Task instructions: Reproduce the listing below exactly, from its first line down to and including the line with "-> Result<Self, AppError>".

═════ Supplied material ═════

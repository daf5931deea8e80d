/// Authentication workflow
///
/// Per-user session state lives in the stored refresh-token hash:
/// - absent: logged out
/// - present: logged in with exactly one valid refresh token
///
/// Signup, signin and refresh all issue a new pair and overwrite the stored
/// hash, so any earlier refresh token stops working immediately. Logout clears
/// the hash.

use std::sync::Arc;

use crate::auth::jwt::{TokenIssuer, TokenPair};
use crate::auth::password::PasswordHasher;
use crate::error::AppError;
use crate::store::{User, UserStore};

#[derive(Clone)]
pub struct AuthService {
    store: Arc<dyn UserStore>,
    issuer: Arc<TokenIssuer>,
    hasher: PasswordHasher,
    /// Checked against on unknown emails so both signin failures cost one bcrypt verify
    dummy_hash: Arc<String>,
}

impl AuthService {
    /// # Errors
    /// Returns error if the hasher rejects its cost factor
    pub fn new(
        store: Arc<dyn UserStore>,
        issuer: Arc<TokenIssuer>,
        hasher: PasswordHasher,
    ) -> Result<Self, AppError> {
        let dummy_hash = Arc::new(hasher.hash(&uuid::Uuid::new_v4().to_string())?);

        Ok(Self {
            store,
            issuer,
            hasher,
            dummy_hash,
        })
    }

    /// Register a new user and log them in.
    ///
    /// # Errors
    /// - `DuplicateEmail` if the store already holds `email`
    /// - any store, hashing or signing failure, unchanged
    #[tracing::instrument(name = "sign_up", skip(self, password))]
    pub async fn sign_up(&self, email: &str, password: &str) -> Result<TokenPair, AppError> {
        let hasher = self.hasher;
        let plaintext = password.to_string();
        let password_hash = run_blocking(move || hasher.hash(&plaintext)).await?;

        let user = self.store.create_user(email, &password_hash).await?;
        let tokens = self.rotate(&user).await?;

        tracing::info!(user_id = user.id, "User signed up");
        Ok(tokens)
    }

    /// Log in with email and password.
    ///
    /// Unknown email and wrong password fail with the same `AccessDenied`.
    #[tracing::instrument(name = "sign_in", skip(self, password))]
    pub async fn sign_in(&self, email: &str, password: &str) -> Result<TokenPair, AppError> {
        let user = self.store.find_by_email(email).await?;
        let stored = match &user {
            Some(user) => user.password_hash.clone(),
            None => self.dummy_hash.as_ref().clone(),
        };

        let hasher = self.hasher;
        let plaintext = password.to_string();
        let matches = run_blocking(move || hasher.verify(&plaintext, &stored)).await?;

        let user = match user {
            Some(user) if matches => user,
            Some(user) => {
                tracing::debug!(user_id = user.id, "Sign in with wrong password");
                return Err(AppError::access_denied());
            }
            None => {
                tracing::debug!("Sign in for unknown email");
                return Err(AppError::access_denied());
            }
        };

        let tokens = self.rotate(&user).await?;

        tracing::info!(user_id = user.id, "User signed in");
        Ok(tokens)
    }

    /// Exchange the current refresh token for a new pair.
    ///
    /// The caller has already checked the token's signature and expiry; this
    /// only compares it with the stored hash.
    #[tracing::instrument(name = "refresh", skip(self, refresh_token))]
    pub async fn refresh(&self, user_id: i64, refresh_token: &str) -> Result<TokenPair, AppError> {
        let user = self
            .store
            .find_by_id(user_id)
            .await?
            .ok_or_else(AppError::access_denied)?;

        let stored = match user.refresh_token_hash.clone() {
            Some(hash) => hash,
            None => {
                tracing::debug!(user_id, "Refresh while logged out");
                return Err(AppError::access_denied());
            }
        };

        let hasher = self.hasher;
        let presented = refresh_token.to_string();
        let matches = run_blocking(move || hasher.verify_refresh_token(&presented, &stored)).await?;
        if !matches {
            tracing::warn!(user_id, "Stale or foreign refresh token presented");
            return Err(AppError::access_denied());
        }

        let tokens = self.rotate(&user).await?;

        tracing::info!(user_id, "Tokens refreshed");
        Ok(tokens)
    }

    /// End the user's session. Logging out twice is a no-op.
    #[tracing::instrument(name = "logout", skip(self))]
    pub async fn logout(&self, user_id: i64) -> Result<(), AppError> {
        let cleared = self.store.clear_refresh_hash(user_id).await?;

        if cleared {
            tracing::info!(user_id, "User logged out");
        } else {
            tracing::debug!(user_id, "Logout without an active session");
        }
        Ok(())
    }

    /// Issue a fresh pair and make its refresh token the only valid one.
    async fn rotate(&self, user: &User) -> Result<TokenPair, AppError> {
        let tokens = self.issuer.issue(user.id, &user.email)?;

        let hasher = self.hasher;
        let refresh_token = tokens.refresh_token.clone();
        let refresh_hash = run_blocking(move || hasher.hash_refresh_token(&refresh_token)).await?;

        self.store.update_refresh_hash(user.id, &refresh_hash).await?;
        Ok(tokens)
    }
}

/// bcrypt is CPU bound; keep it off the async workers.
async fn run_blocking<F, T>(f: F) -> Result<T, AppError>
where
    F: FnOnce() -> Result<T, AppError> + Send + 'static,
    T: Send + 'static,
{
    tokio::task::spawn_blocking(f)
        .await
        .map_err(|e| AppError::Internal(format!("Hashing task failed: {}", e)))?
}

═════

Exercise solution:
repository daf5931deea8e80d
/// Authentication workflow
///
/// Per-user session state lives in the stored refresh-token hash:
/// - absent: logged out
/// - present: logged in with exactly one valid refresh token
///
/// Signup, signin and refresh all issue a new pair and overwrite the stored
/// hash, so any earlier refresh token stops working immediately. Logout clears
/// the hash.

use std::sync::Arc;

use crate::auth::jwt::{TokenIssuer, TokenPair};
use crate::auth::password::PasswordHasher;
use crate::error::AppError;
use crate::store::{User, UserStore};

#[derive(Clone)]
pub struct AuthService {
    store: Arc<dyn UserStore>,
    issuer: Arc<TokenIssuer>,
    hasher: PasswordHasher,
    /// Checked against on unknown emails so both signin failures cost one bcrypt verify
    dummy_hash: Arc<String>,
}

impl AuthService {
    /// # Errors
    /// Returns error if the hasher rejects its cost factor
    pub fn new(
        store: Arc<dyn UserStore>,
        issuer: Arc<TokenIssuer>,
        hasher: PasswordHasher,
    ) -> Result<Self, AppError> {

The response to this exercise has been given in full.